Material to process START

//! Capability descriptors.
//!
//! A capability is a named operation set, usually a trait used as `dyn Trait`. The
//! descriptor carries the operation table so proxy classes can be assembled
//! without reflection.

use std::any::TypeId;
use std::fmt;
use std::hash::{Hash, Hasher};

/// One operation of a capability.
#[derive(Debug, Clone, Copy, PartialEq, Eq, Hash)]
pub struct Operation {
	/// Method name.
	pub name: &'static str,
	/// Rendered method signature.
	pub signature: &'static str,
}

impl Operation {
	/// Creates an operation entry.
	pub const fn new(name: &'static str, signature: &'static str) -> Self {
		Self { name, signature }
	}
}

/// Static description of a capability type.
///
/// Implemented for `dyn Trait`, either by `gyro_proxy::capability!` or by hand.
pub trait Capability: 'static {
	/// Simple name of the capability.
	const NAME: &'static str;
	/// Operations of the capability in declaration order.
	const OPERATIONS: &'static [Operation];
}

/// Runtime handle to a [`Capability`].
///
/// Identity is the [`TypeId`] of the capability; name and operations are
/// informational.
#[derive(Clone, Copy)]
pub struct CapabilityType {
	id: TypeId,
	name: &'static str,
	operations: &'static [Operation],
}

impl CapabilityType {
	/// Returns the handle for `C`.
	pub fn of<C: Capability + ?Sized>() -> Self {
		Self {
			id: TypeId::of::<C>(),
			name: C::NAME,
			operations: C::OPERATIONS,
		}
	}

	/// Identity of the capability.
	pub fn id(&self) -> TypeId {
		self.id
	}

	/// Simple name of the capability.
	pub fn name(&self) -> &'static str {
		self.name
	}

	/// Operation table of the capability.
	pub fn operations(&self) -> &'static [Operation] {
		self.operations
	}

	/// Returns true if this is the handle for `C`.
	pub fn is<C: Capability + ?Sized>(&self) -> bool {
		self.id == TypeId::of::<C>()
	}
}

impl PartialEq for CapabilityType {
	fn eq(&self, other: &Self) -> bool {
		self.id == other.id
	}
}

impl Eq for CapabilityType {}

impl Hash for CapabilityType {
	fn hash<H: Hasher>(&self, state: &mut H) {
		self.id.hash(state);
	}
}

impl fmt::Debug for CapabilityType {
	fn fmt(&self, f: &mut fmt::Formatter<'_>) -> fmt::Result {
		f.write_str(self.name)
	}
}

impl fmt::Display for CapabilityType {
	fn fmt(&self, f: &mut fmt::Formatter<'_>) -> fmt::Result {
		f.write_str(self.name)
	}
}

Material to process END
Material to process START

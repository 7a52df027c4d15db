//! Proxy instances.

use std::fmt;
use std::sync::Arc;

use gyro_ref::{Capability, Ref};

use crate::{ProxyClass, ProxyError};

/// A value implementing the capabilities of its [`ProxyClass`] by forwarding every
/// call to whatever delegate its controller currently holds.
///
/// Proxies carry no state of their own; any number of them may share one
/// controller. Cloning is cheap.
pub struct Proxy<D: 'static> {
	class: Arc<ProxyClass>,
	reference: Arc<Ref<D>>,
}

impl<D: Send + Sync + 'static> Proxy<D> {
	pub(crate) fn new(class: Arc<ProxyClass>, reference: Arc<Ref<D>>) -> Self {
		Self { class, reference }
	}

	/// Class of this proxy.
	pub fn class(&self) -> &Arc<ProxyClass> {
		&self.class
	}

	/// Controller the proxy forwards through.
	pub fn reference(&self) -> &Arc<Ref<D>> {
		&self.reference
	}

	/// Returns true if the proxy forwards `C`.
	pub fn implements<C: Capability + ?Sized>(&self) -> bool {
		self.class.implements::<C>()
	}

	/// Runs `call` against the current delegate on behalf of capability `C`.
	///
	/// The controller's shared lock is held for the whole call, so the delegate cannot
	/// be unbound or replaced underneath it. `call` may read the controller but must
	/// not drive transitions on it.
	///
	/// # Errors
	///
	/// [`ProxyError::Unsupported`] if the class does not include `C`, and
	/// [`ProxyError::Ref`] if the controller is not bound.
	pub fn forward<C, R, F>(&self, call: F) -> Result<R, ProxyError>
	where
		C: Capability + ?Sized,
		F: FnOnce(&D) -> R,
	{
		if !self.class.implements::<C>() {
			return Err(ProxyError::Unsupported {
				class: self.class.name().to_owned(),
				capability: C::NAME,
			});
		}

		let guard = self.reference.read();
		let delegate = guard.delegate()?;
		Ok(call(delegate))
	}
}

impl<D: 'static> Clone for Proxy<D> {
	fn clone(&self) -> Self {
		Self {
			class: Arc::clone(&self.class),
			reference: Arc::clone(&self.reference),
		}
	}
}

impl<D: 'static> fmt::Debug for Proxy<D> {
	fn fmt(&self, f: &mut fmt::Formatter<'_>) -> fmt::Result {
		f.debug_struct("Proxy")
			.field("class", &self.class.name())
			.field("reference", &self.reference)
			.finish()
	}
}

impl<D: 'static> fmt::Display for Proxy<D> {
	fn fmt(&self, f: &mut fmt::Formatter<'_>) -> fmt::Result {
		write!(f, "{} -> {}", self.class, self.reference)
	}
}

Material to process END
Material to process START

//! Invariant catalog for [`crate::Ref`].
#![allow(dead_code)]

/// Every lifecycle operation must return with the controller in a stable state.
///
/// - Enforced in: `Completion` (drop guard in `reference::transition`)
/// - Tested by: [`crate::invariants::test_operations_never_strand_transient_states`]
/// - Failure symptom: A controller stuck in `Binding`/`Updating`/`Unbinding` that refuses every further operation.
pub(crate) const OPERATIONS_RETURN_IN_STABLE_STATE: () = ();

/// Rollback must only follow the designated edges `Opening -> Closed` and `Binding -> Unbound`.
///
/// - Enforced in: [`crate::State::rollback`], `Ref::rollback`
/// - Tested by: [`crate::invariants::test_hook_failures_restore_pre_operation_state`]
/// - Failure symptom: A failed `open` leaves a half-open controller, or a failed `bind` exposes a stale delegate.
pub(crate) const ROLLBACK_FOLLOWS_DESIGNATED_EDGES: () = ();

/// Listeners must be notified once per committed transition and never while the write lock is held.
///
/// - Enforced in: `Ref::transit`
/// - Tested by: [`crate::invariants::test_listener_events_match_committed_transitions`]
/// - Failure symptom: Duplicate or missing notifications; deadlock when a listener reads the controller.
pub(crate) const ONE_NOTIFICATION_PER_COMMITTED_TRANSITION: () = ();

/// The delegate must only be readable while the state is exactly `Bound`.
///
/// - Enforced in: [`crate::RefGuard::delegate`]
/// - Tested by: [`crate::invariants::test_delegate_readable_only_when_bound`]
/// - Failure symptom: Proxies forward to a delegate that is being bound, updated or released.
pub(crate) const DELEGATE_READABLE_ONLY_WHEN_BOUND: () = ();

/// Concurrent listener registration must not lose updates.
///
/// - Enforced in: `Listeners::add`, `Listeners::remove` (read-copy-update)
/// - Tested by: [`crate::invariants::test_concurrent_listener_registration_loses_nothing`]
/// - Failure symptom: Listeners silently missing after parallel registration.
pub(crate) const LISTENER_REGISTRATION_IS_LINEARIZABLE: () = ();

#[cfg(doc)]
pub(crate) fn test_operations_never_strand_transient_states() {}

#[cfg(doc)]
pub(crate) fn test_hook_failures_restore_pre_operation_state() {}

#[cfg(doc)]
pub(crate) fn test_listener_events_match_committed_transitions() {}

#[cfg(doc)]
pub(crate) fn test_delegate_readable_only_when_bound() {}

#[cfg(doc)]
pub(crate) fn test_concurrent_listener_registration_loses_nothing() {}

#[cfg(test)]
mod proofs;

Material to process END

About this task:
Above are some records; copy each line there that contains "reference".

Written response:
	reference: Arc<Ref<D>>,
	pub(crate) fn new(class: Arc<ProxyClass>, reference: Arc<Ref<D>>) -> Self {
		Self { class, reference }
	pub fn reference(&self) -> &Arc<Ref<D>> {
		&self.reference
		let guard = self.reference.read();
			reference: Arc::clone(&self.reference),
			.field("reference", &self.reference)
		write!(f, "{} -> {}", self.class, self.reference)
/// - Enforced in: `Completion` (drop guard in `reference::transition`)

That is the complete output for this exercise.